## [Assigned task]
In the data below, find the line containing "fn set_locked(&mut self, locked: bool);", then set down that line and every later line up to and including the line containing "fn detach(&mut self);", exactly.

## [Records to use]

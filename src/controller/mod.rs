//! Controller module for TSPlayer
//!
//! A controller hosts the overlay control components of one view. The view
//! pushes state changes into it through `Controller`; components talk back
//! through a `ControlWrapper`, which posts requests on the view's queue and
//! reads the last published status of the view and the controller.

mod base;
mod component;
mod gesture;
mod wrapper;

pub use base::BaseVideoController;
pub use component::{AsAny, ComponentId, ComponentRegistry, ControlComponent, GestureComponent};
pub use gesture::GestureVideoController;
pub use wrapper::ControlWrapper;

use crate::audio::AudioManager;
use crate::player::{PlayState, PlayerHandle, PlayerState, ViewMessage};
use crate::utils::config::PlaybackPolicy;
use crate::utils::timer::Clock;
use crate::window::{Platform, TouchEvent};
use crossbeam_channel::Sender;
use log::warn;
use parking_lot::RwLock;
use std::sync::Arc;

/// Duration of the show and hide fades
pub const FADE_DURATION_MS: u64 = 300;

/// Overlay operations a controller offers to its components
pub trait VideoControl {
    /// Arm the auto-hide timer, replacing a pending one
    fn start_fade_out(&mut self);

    fn stop_fade_out(&mut self);

    /// Auto-hide delay in milliseconds
    fn dismiss_timeout(&self) -> u64;

    fn set_dismiss_timeout(&mut self, timeout_ms: u64);

    fn is_showing(&self) -> bool;

    fn show(&mut self);

    fn hide(&mut self);

    fn is_locked(&self) -> bool;

    fn set_locked(&mut self, locked: bool);

    /// Start the progress polling loop
    fn start_progress(&mut self);

    fn stop_progress(&mut self);

    fn has_cutout(&self) -> bool;

    /// Cutout height in pixels, 0 without a cutout
    fn cutout_height(&self) -> u32;
}

/// Everything a controller receives when it is bound to a view
#[derive(Clone)]
pub struct AttachContext {
    pub player: PlayerHandle,
    pub events: Sender<ViewMessage>,
    pub platform: Arc<dyn Platform>,
    pub audio: Arc<dyn AudioManager>,
    pub clock: Arc<dyn Clock>,
    pub policy: PlaybackPolicy,
}

/// View-facing side of a controller
///
/// All calls happen on the view's thread, in the order the view observes
/// the underlying events.
pub trait Controller: Send + AsAny {
    /// Bind to a view; components registered earlier are attached now
    fn attach(&mut self, ctx: AttachContext);

    /// Unbind from the view and take the overlays off screen
    fn detach(&mut self);

    fn set_play_state(&mut self, state: PlayState);

    fn set_player_state(&mut self, state: PlayerState);

    /// Whether starting now would use a metered connection without consent
    fn show_net_warning(&self) -> bool;

    /// # Returns
    ///
    /// true if the press was consumed
    fn on_back_pressed(&mut self) -> bool;

    /// Apply a request posted through a `ControllerHandle`
    fn handle_command(&mut self, command: ControllerCommand);

    /// # Returns
    ///
    /// true if the touch was consumed
    fn on_touch(&mut self, _event: TouchEvent) -> bool {
        false
    }

    fn on_size_changed(&mut self, _width: u32, _height: u32) {}

    /// Raw device rotation in degrees, or `ORIENTATION_UNKNOWN`
    fn on_orientation_changed(&mut self, degrees: i32);

    fn on_attached_to_window(&mut self);

    fn add_control_component(
        &mut self,
        component: Box<dyn ControlComponent>,
        dissociated: bool,
    ) -> ComponentId;

    fn remove_control_component(&mut self, id: ComponentId) -> Option<Box<dyn ControlComponent>>;

    fn remove_all_control_components(&mut self);

    fn component(&self, id: ComponentId) -> Option<&dyn ControlComponent>;

    fn component_mut(&mut self, id: ComponentId) -> Option<&mut (dyn ControlComponent + 'static)>;

    /// Run timers that are due at `now`
    fn tick(&mut self, now: u64);

    /// Earliest pending timer deadline
    fn next_deadline(&self) -> Option<u64>;

    /// Wrapper handed to components, None before attach
    fn wrapper(&self) -> Option<ControlWrapper>;
}

/// Requests for the attached controller
#[derive(Debug, Clone, Copy, PartialEq, Eq)]
pub enum ControllerCommand {
    Show,
    Hide,
    StartFadeOut,
    StopFadeOut,
    SetLocked(bool),
    StartProgress,
    StopProgress,
    SetDismissTimeout(u64),
}

/// Last published state of a controller
#[derive(Debug, Clone, PartialEq, Eq)]
pub struct ControllerStatus {
    pub showing: bool,
    pub locked: bool,
    pub dismiss_timeout_ms: u64,
    pub has_cutout: bool,
    pub cutout_height: u32,
}

impl Default for ControllerStatus {
    fn default() -> Self {
        Self {
            showing: false,
            locked: false,
            dismiss_timeout_ms: 4000,
            has_cutout: false,
            cutout_height: 0,
        }
    }
}

/// Reads a controller's status and posts requests to it
#[derive(Debug, Clone)]
pub struct ControllerHandle {
    status: Arc<RwLock<ControllerStatus>>,
    tx: Sender<ViewMessage>,
}

impl ControllerHandle {
    pub(crate) fn new(status: Arc<RwLock<ControllerStatus>>, tx: Sender<ViewMessage>) -> Self {
        Self { status, tx }
    }

    pub fn status(&self) -> ControllerStatus {
        self.status.read().clone()
    }

    pub fn read<T>(&self, f: impl FnOnce(&ControllerStatus) -> T) -> T {
        f(&self.status.read())
    }

    pub fn post(&self, command: ControllerCommand) {
        if self.tx.send(ViewMessage::Controller(command)).is_err() {
            warn!("View is gone, dropping {:?}", command);
        }
    }
}

/// Alpha fade passed along with visibility changes
#[derive(Debug, Clone, Copy, PartialEq)]
pub struct VisibilityAnimation {
    pub from_alpha: f32,
    pub to_alpha: f32,
    pub duration_ms: u64,
}

impl VisibilityAnimation {
    pub fn fade_in() -> Self {
        Self {
            from_alpha: 0.0,
            to_alpha: 1.0,
            duration_ms: FADE_DURATION_MS,
        }
    }

    pub fn fade_out() -> Self {
        Self {
            from_alpha: 1.0,
            to_alpha: 0.0,
            duration_ms: FADE_DURATION_MS,
        }
    }

    /// Alpha `elapsed_ms` into the animation
    pub fn alpha_at(&self, elapsed_ms: u64) -> f32 {
        if self.duration_ms == 0 || elapsed_ms >= self.duration_ms {
            return self.to_alpha;
        }
        let t = elapsed_ms as f32 / self.duration_ms as f32;
        self.from_alpha + (self.to_alpha - self.from_alpha) * t
    }
}

#[cfg(test)]
mod tests {
    use super::*;

    #[test]
    fn test_fade_progression() {
        let fade = VisibilityAnimation::fade_in();
        assert_eq!(fade.alpha_at(0), 0.0);
        assert!((fade.alpha_at(150) - 0.5).abs() < 1e-6);
        assert_eq!(fade.alpha_at(1_000), 1.0);

        assert_eq!(VisibilityAnimation::fade_out().alpha_at(300), 0.0);
    }

    #[test]
    fn test_handle_posts_on_view_queue() {
        let (tx, rx) = crossbeam_channel::unbounded();
        let handle = ControllerHandle::new(Arc::new(RwLock::new(ControllerStatus::default())), tx);

        handle.post(ControllerCommand::SetLocked(true));
        assert_eq!(
            rx.try_recv().unwrap(),
            ViewMessage::Controller(ControllerCommand::SetLocked(true))
        );
        assert_eq!(handle.read(|s| s.dismiss_timeout_ms), 4000);
    }
}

## [Result of this task]
    fn set_locked(&mut self, locked: bool);

    /// Start the progress polling loop
    fn start_progress(&mut self);

    fn stop_progress(&mut self);

    fn has_cutout(&self) -> bool;

    /// Cutout height in pixels, 0 without a cutout
    fn cutout_height(&self) -> u32;
}

/// Everything a controller receives when it is bound to a view
#[derive(Clone)]
pub struct AttachContext {
    pub player: PlayerHandle,
    pub events: Sender<ViewMessage>,
    pub platform: Arc<dyn Platform>,
    pub audio: Arc<dyn AudioManager>,
    pub clock: Arc<dyn Clock>,
    pub policy: PlaybackPolicy,
}

/// View-facing side of a controller
///
/// All calls happen on the view's thread, in the order the view observes
/// the underlying events.
pub trait Controller: Send + AsAny {
    /// Bind to a view; components registered earlier are attached now
    fn attach(&mut self, ctx: AttachContext);

    /// Unbind from the view and take the overlays off screen
    fn detach(&mut self);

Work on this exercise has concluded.